Tag Archives | vegan

How to Make Crispy Shiitake Mushroom Snacks

Regular Food in Jars contributor Alex Jones drops by to offer a delicious DIY snack – crispy shiitake mushrooms! I wish I had a batch to nibble right now! -Marisa

bowl fo shiitake mushrooms

I consider myself incredibly lucky to work alongside sustainable farmers and food producers here in southeast Pennsylvania. This community has changed my life for the better in more ways than one: it’s given me work, purpose, inspiration, and an education around food and agriculture.

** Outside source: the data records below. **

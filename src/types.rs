use serde::Serialize;

/// Best-effort kind of a declared variable. Not a type system: anything the
/// parser cannot tell at a glance is `Unknown`.
#[derive(Debug, PartialEq, Eq, Clone, Copy, Serialize)]
pub enum ValueKind {
    Number,
    String,
    Boolean,
    Null,
    Array,
    Function,
    Unknown,
}

impl ValueKind {
    pub fn from_literal(value: &str, is_string: bool) -> Self {
        if is_string {
            return ValueKind::String;
        }
        match value {
            "true" | "false" => ValueKind::Boolean,
            "null" => ValueKind::Null,
            _ if value.parse::<f64>().is_ok() => ValueKind::Number,
            _ => ValueKind::Unknown,
        }
    }
}
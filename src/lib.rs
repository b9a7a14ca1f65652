//! # ay-compiler
//!
//! Translates Ay scripts into JavaScript source.
//!
//! ```text
//! Source → Lexer → TokenCursor → Parser → AST → Compiler → JavaScript
//! ```
//!
//! 1. [`lexer`] — one pass over the text producing a [`token::Token`] list
//!    ending in a single `EndOfInput`.
//! 2. [`cursor`] — peek/advance/rollback over that list.
//! 3. [`parser`] — recursive descent into [`parser::AstKind`] nodes, recording
//!    [`error::Diagnostic`]s instead of stopping at the first bad statement.
//!    `def name -> literal` aliases live in [`symbols::AliasTable`].
//! 4. [`compiler`] — renders the AST. Only run it on a diagnostic-free parse;
//!    [`compile`] does that gating for you.

pub mod compiler;
pub mod config;
pub mod cursor;
pub mod error;
pub mod lexer;
pub mod parser;
pub mod symbols;
pub mod token;
pub mod types;

use crate::compiler::Compiler;
use crate::error::{CompilerError, Diagnostic, LexingError};
use crate::lexer::Lexer;
use crate::parser::{AstKind, Parser};
use crate::symbols::Variable;
use crate::token::Token;

/// Everything one parse produces.
#[derive(Debug)]
pub struct ParsedProgram {
    pub body: Vec<AstKind>,
    pub diagnostics: Vec<Diagnostic>,
    pub variables: Vec<Variable>,
}

impl ParsedProgram {
    pub fn is_ok(&self) -> bool {
        self.diagnostics.is_empty()
    }

    pub fn program(&self) -> AstKind {
        AstKind::Program {
            body: self.body.clone(),
        }
    }
}

pub fn tokenize(source: &str) -> Result<Vec<Token>, LexingError> {
    Ok(Lexer::new(source)?.tokenize())
}

pub fn parse(source: &str) -> Result<ParsedProgram, LexingError> {
    let tokens = tokenize(source)?;
    let mut parser = Parser::new(tokens, source);
    let body = parser.parse_program();
    let variables = parser.variables().iter().cloned().collect();

    Ok(ParsedProgram {
        body,
        diagnostics: parser.into_diagnostics(),
        variables,
    })
}

pub fn generate(program: &[AstKind]) -> String {
    Compiler::new().compile_program(program)
}

/// Source text to JavaScript, or every syntax error found in one pass.
pub fn compile(source: &str) -> Result<String, CompilerError> {
    let parsed = parse(source)?;
    if !parsed.is_ok() {
        return Err(CompilerError::Syntax(parsed.diagnostics));
    }
    Ok(generate(&parsed.body))
}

And, of course, there’s the ability to share in the bounty that comes along with running a CSA or working a farmers’ market.

I’ve written about my friends at Primordia Farm before — they’re a first-generation clan of mushroom farmers and foragers, growing beautiful fungi high on Hawk Mountain in Berks County, right near the Appalachian Trail. And with them as my farmers’ market neighbors, I’m lucky to have access to delicious, immaculately grown mushrooms year-round.

While there are a million recipes you can make with the mushrooms they grow — shiitake, maitake (also known as hen of the woods), royal trumpet, lion’s mane — my favorite preparations tend to be the simplest, making the most of the unique textures and flavors that these fascinating organisms bring to the kitchen.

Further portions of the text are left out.